_Exercise goal:_ Only one stretch of the data below is wanted: the lines starting at the one with "use super::*;" and ending at the one with "0, 0, 1), 32);", both included, given again exactly.

_Provided records:_
use crate::error::{Error, Result};
use serde::{Deserialize, Serialize};
use std::net::Ipv4Addr;
use std::time::Duration;

/// Smallest MTU an IPv4 link may advertise (RFC 791).
const MIN_IPV4_MTU: usize = 68;

/// An IPv4 address assigned to an interface.
#[derive(Debug, Clone, PartialEq, Serialize, Deserialize)]
pub struct InterfaceAddress {
    pub addr: Ipv4Addr,
    pub prefix_len: u8,
    /// Address still undergoing duplicate detection. Packets sent to it are
    /// dropped until it becomes valid.
    #[serde(default)]
    pub tentative: bool,
}

impl InterfaceAddress {
    pub fn new(addr: Ipv4Addr, prefix_len: u8) -> Self {
        Self {
            addr,
            prefix_len,
            tentative: false,
        }
    }

    pub fn netmask(&self) -> Ipv4Addr {
        let bits = match self.prefix_len {
            0 => 0,
            len => u32::MAX << (32 - u32::from(len.min(32))),
        };
        Ipv4Addr::from(bits)
    }
}

/// Configuration of one network interface.
#[derive(Debug, Clone, PartialEq, Serialize, Deserialize)]
pub struct InterfaceConfig {
    pub name: String,
    /// Link MTU in bytes.
    /// Default: 1500
    #[serde(default = "default_mtu")]
    pub mtu: usize,
    #[serde(default)]
    pub addresses: Vec<InterfaceAddress>,
    /// Next hop for destinations outside every configured subnet.
    #[serde(default)]
    pub gateway: Option<Ipv4Addr>,
    /// Number of distinct multicast groups the interface may join.
    /// Default: 4
    #[serde(default = "default_multicast_filter_size")]
    pub multicast_filter_size: usize,
}

fn default_mtu() -> usize {
    1500
}

fn default_multicast_filter_size() -> usize {
    4
}

impl InterfaceConfig {
    pub fn new(name: &str) -> Self {
        Self {
            name: name.to_string(),
            mtu: default_mtu(),
            addresses: Vec::new(),
            gateway: None,
            multicast_filter_size: default_multicast_filter_size(),
        }
    }
}

/// IPv4 layer settings.
#[derive(Debug, Clone, PartialEq, Serialize, Deserialize)]
#[serde(default)]
pub struct Ipv4Config {
    /// TTL used when a sender does not pick one.
    pub default_ttl: u8,
    /// Reassembly slots per interface.
    pub max_frag_datagrams: usize,
    /// Largest datagram (header included) reassembly will rebuild.
    pub max_frag_datagram_size: usize,
    /// Reassembly time-to-live in milliseconds.
    pub frag_ttl_ms: u64,
    /// Period of the reassembly sweep in milliseconds.
    pub frag_tick_ms: u64,
}

impl Default for Ipv4Config {
    fn default() -> Self {
        Self {
            default_ttl: 64,
            max_frag_datagrams: 4,
            max_frag_datagram_size: 8192,
            frag_ttl_ms: 15_000,
            frag_tick_ms: 1_000,
        }
    }
}

impl Ipv4Config {
    pub fn frag_ttl(&self) -> Duration {
        Duration::from_millis(self.frag_ttl_ms)
    }

    pub fn frag_tick(&self) -> Duration {
        Duration::from_millis(self.frag_tick_ms)
    }
}

/// TCP settings. Times are in milliseconds.
#[derive(Debug, Clone, PartialEq, Serialize, Deserialize)]
#[serde(default)]
pub struct TcpConfig {
    pub default_mss: u16,
    pub min_mss: u16,
    pub max_mss: u16,
    pub initial_rto_ms: u64,
    pub min_rto_ms: u64,
    pub max_rto_ms: u64,
    pub max_retries: u32,
    pub msl2_timeout_ms: u64,
    pub fin_wait2_timeout_ms: u64,
    pub default_syn_queue_size: usize,
    pub max_syn_queue_size: usize,
    pub tx_buffer_size: usize,
    pub rx_buffer_size: usize,
    /// Nagle override: unsent data older than this is pushed regardless.
    pub override_timeout_ms: u64,
    pub tick_interval_ms: u64,
    pub probe_interval_ms: u64,
    pub max_probe_interval_ms: u64,
}

impl Default for TcpConfig {
    fn default() -> Self {
        Self {
            default_mss: 536,
            min_mss: 64,
            max_mss: 1430,
            initial_rto_ms: 1_000,
            min_rto_ms: 1_000,
            max_rto_ms: 60_000,
            max_retries: 5,
            msl2_timeout_ms: 4_000,
            fin_wait2_timeout_ms: 4_000,
            default_syn_queue_size: 4,
            max_syn_queue_size: 16,
            tx_buffer_size: 2860,
            rx_buffer_size: 2860,
            override_timeout_ms: 500,
            tick_interval_ms: 100,
            probe_interval_ms: 1_000,
            max_probe_interval_ms: 60_000,
        }
    }
}

impl TcpConfig {
    pub fn initial_rto(&self) -> Duration {
        Duration::from_millis(self.initial_rto_ms)
    }

    pub fn min_rto(&self) -> Duration {
        Duration::from_millis(self.min_rto_ms)
    }

    pub fn max_rto(&self) -> Duration {
        Duration::from_millis(self.max_rto_ms)
    }

    pub fn msl2_timeout(&self) -> Duration {
        Duration::from_millis(self.msl2_timeout_ms)
    }

    pub fn fin_wait2_timeout(&self) -> Duration {
        Duration::from_millis(self.fin_wait2_timeout_ms)
    }

    pub fn override_timeout(&self) -> Duration {
        Duration::from_millis(self.override_timeout_ms)
    }

    pub fn tick_interval(&self) -> Duration {
        Duration::from_millis(self.tick_interval_ms)
    }

    pub fn probe_interval(&self) -> Duration {
        Duration::from_millis(self.probe_interval_ms)
    }

    pub fn max_probe_interval(&self) -> Duration {
        Duration::from_millis(self.max_probe_interval_ms)
    }

    /// MSS assumed for a peer that does not send the option.
    pub fn effective_default_mss(&self) -> u16 {
        self.default_mss.min(self.max_mss)
    }

    pub fn clamp_mss(&self, mss: u16) -> u16 {
        mss.clamp(self.min_mss, self.max_mss)
    }
}

/// Socket table settings.
#[derive(Debug, Clone, PartialEq, Serialize, Deserialize)]
#[serde(default)]
pub struct SocketConfig {
    pub max_sockets: usize,
    pub ephemeral_port_min: u16,
    pub ephemeral_port_max: u16,
    /// Datagrams queued per UDP or raw socket before new ones are dropped.
    pub rx_queue_len: usize,
    /// How long a blocking socket call may wait before it fails.
    pub timeout_ms: u64,
}

impl Default for SocketConfig {
    fn default() -> Self {
        Self {
            max_sockets: 16,
            ephemeral_port_min: 49152,
            ephemeral_port_max: 65535,
            rx_queue_len: 4,
            timeout_ms: 30_000,
        }
    }
}

impl SocketConfig {
    pub fn timeout(&self) -> Duration {
        Duration::from_millis(self.timeout_ms)
    }
}

/// Top-level stack configuration.
#[derive(Debug, Clone, Default, PartialEq, Serialize, Deserialize)]
pub struct NetConfig {
    #[serde(default)]
    pub interfaces: Vec<InterfaceConfig>,
    #[serde(default)]
    pub ipv4: Ipv4Config,
    #[serde(default)]
    pub tcp: TcpConfig,
    #[serde(default)]
    pub sockets: SocketConfig,
}

impl NetConfig {
    /// Start building a configuration from defaults.
    pub fn builder() -> NetConfigBuilder {
        NetConfigBuilder::default()
    }

    /// Parse and validate a TOML document.
    pub fn from_toml_str(input: &str) -> Result<Self> {
        let config: NetConfig = toml::from_str(input)?;
        config.validate()?;
        Ok(config)
    }

    /// Read, parse and validate a TOML file.
    pub fn load(path: impl AsRef<std::path::Path>) -> Result<Self> {
        let input = std::fs::read_to_string(path)?;
        Self::from_toml_str(&input)
    }

    pub fn validate(&self) -> Result<()> {
        if self.interfaces.is_empty() {
            return Err(Error::MissingConfig("interfaces".to_string()));
        }
        for iface in &self.interfaces {
            if iface.mtu < MIN_IPV4_MTU {
                return Err(Error::InvalidConfig(format!(
                    "interface {}: mtu {} below {}",
                    iface.name, iface.mtu, MIN_IPV4_MTU
                )));
            }
            if let Some(addr) = iface.addresses.iter().find(|a| a.prefix_len > 32) {
                return Err(Error::InvalidConfig(format!(
                    "interface {}: prefix length {} for {}",
                    iface.name, addr.prefix_len, addr.addr
                )));
            }
        }
        if self.ipv4.max_frag_datagram_size < 20 {
            return Err(Error::InvalidConfig(
                "max_frag_datagram_size smaller than an IPv4 header".to_string(),
            ));
        }
        let tcp = &self.tcp;
        if tcp.min_mss > tcp.max_mss {
            return Err(Error::InvalidConfig(format!(
                "min_mss {} exceeds max_mss {}",
                tcp.min_mss, tcp.max_mss
            )));
        }
        if tcp.min_rto_ms > tcp.max_rto_ms {
            return Err(Error::InvalidConfig("min_rto exceeds max_rto".to_string()));
        }
        if tcp.tx_buffer_size == 0 || tcp.rx_buffer_size == 0 {
            return Err(Error::InvalidConfig("TCP buffers must be non-empty".to_string()));
        }
        if tcp.rx_buffer_size > usize::from(u16::MAX) {
            return Err(Error::InvalidConfig(
                "rx_buffer_size exceeds the 16-bit window".to_string(),
            ));
        }
        if tcp.default_syn_queue_size == 0 || tcp.default_syn_queue_size > tcp.max_syn_queue_size
        {
            return Err(Error::InvalidConfig(
                "default_syn_queue_size must be in 1..=max_syn_queue_size".to_string(),
            ));
        }
        if tcp.tick_interval_ms == 0 || self.ipv4.frag_tick_ms == 0 {
            return Err(Error::InvalidConfig("tick intervals must be non-zero".to_string()));
        }
        let sockets = &self.sockets;
        if sockets.max_sockets == 0 {
            return Err(Error::InvalidConfig("max_sockets must be non-zero".to_string()));
        }
        if sockets.ephemeral_port_min == 0
            || sockets.ephemeral_port_min > sockets.ephemeral_port_max
        {
            return Err(Error::InvalidConfig("empty ephemeral port range".to_string()));
        }
        Ok(())
    }
}

/// Builder for NetConfig.
#[derive(Debug, Clone, Default)]
pub struct NetConfigBuilder {
    config: NetConfig,
}

impl NetConfigBuilder {
    /// Add an interface with a single address (e.g., "192.0.2.1/24").
    pub fn interface(mut self, name: &str, cidr: &str) -> Self {
        let mut iface = InterfaceConfig::new(name);
        if let Some((base, prefix)) = cidr.split_once('/')
            && let Ok(addr) = base.parse::<Ipv4Addr>()
            && let Ok(prefix_len) = prefix.parse::<u8>()
        {
            iface.addresses.push(InterfaceAddress::new(addr, prefix_len));
        }
        self.config.interfaces.push(iface);
        self
    }

    /// Set the MTU of the most recently added interface.
    pub fn mtu(mut self, mtu: usize) -> Self {
        if let Some(iface) = self.config.interfaces.last_mut() {
            iface.mtu = mtu;
        }
        self
    }

    /// Set the default gateway of the most recently added interface.
    pub fn gateway(mut self, gateway: Ipv4Addr) -> Self {
        if let Some(iface) = self.config.interfaces.last_mut() {
            iface.gateway = Some(gateway);
        }
        self
    }

    pub fn max_sockets(mut self, count: usize) -> Self {
        self.config.sockets.max_sockets = count;
        self
    }

    pub fn tcp_buffers(mut self, tx: usize, rx: usize) -> Self {
        self.config.tcp.tx_buffer_size = tx;
        self.config.tcp.rx_buffer_size = rx;
        self
    }

    pub fn tcp(mut self, tcp: TcpConfig) -> Self {
        self.config.tcp = tcp;
        self
    }

    pub fn ipv4(mut self, ipv4: Ipv4Config) -> Self {
        self.config.ipv4 = ipv4;
        self
    }

    /// Validate and return the configuration.
    pub fn build(self) -> Result<NetConfig> {
        self.config.validate()?;
        Ok(self.config)
    }
}

#[cfg(test)]
mod tests {
    use super::*;

    #[test]
    fn defaults_match_stack_constants() {
        let tcp = TcpConfig::default();
        assert_eq!(tcp.effective_default_mss(), 536);
        assert_eq!(tcp.clamp_mss(1460), 1430);
        assert_eq!(tcp.clamp_mss(10), 64);
        assert_eq!(tcp.msl2_timeout(), Duration::from_secs(4));

        let ipv4 = Ipv4Config::default();
        assert_eq!(ipv4.default_ttl, 64);
        assert_eq!(ipv4.frag_ttl(), Duration::from_secs(15));
    }

    #[test]
    fn builder_parses_cidr() {
        let config = NetConfig::builder()
            .interface("eth0", "192.0.2.1/24")
            .gateway(Ipv4Addr::new(192, 0, 2, 254))
            .build()
            .unwrap();

        let iface = &config.interfaces[0];
        assert_eq!(iface.addresses[0].addr, Ipv4Addr::new(192, 0, 2, 1));
        assert_eq!(iface.addresses[0].netmask(), Ipv4Addr::new(255, 255, 255, 0));
        assert_eq!(iface.gateway, Some(Ipv4Addr::new(192, 0, 2, 254)));
    }

    #[test]
    fn build_without_interfaces_fails() {
        let err = NetConfig::builder().build().unwrap_err();
        assert!(matches!(err, Error::MissingConfig(_)));
    }

    #[test]
    fn small_mtu_rejected() {
        let err = NetConfig::builder()
            .interface("eth0", "192.0.2.1/24")
            .mtu(40)
            .build()
            .unwrap_err();
        assert!(matches!(err, Error::InvalidConfig(_)));
    }

    #[test]
    fn netmask_edges() {
        let any = InterfaceAddress::new(Ipv4Addr::UNSPECIFIED, 0);
        assert_eq!(any.netmask(), Ipv4Addr::UNSPECIFIED);
        let host = InterfaceAddress::new(Ipv4Addr::new(10, 0, 0, 1), 32);
        assert_eq!(host.netmask(), Ipv4Addr::BROADCAST);
    }

    #[test]
    fn from_toml() {
        let config = NetConfig::from_toml_str(
            r#"
            [[interfaces]]
            name = "eth0"
            mtu = 576
            addresses = [{ addr = "192.0.2.1", prefix_len = 24 }]

            [tcp]
            max_syn_queue_size = 8
            "#,
        )
        .unwrap();

        assert_eq!(config.interfaces[0].mtu, 576);
        assert!(!config.interfaces[0].addresses[0].tentative);
        assert_eq!(config.tcp.max_syn_queue_size, 8);
        assert_eq!(config.tcp.default_mss, 536);
        assert_eq!(config.sockets.max_sockets, 16);
    }

    #[test]
    fn serde_json_roundtrip() {
        let config = NetConfig::builder()
            .interface("eth0", "10.0.0.2/8")
            .build()
            .unwrap();
        let json = serde_json::to_string(&config).unwrap();
        let parsed: NetConfig = serde_json::from_str(&json).unwrap();
        assert_eq!(config, parsed);
    }
}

_Your solution:_
    use super::*;

    #[test]
    fn defaults_match_stack_constants() {
        let tcp = TcpConfig::default();
        assert_eq!(tcp.effective_default_mss(), 536);
        assert_eq!(tcp.clamp_mss(1460), 1430);
        assert_eq!(tcp.clamp_mss(10), 64);
        assert_eq!(tcp.msl2_timeout(), Duration::from_secs(4));

        let ipv4 = Ipv4Config::default();
        assert_eq!(ipv4.default_ttl, 64);
        assert_eq!(ipv4.frag_ttl(), Duration::from_secs(15));
    }

    #[test]
    fn builder_parses_cidr() {
        let config = NetConfig::builder()
            .interface("eth0", "192.0.2.1/24")
            .gateway(Ipv4Addr::new(192, 0, 2, 254))
            .build()
            .unwrap();

        let iface = &config.interfaces[0];
        assert_eq!(iface.addresses[0].addr, Ipv4Addr::new(192, 0, 2, 1));
        assert_eq!(iface.addresses[0].netmask(), Ipv4Addr::new(255, 255, 255, 0));
        assert_eq!(iface.gateway, Some(Ipv4Addr::new(192, 0, 2, 254)));
    }

    #[test]
    fn build_without_interfaces_fails() {
        let err = NetConfig::builder().build().unwrap_err();
        assert!(matches!(err, Error::MissingConfig(_)));
    }

    #[test]
    fn small_mtu_rejected() {
        let err = NetConfig::builder()
            .interface("eth0", "192.0.2.1/24")
            .mtu(40)
            .build()
            .unwrap_err();
        assert!(matches!(err, Error::InvalidConfig(_)));
    }

    #[test]
    fn netmask_edges() {
        let any = InterfaceAddress::new(Ipv4Addr::UNSPECIFIED, 0);
        assert_eq!(any.netmask(), Ipv4Addr::UNSPECIFIED);
        let host = InterfaceAddress::new(Ipv4Addr::new(10, 0, 0, 1), 32);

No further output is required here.